→ **ASSIGNMENT**
All lines holding the word "static" are to be copied from the records beneath.

→ **DATA EXCERPTS**
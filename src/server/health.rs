use axum::Json;
use serde::Serialize;

#[derive(Debug, Serialize)]
pub struct HealthStatus {
    pub status: &'static str,
    pub service: &'static str,
    pub version: &'static str,
}

pub async fn health() -> Json<HealthStatus> {
    Json(HealthStatus {
        status: "healthy",
        service: "buildchem",
        version: env!("CARGO_PKG_VERSION"),
    })
}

→ **RESULT BELOW**
    pub status: &'static str,
    pub service: &'static str,
    pub version: &'static str,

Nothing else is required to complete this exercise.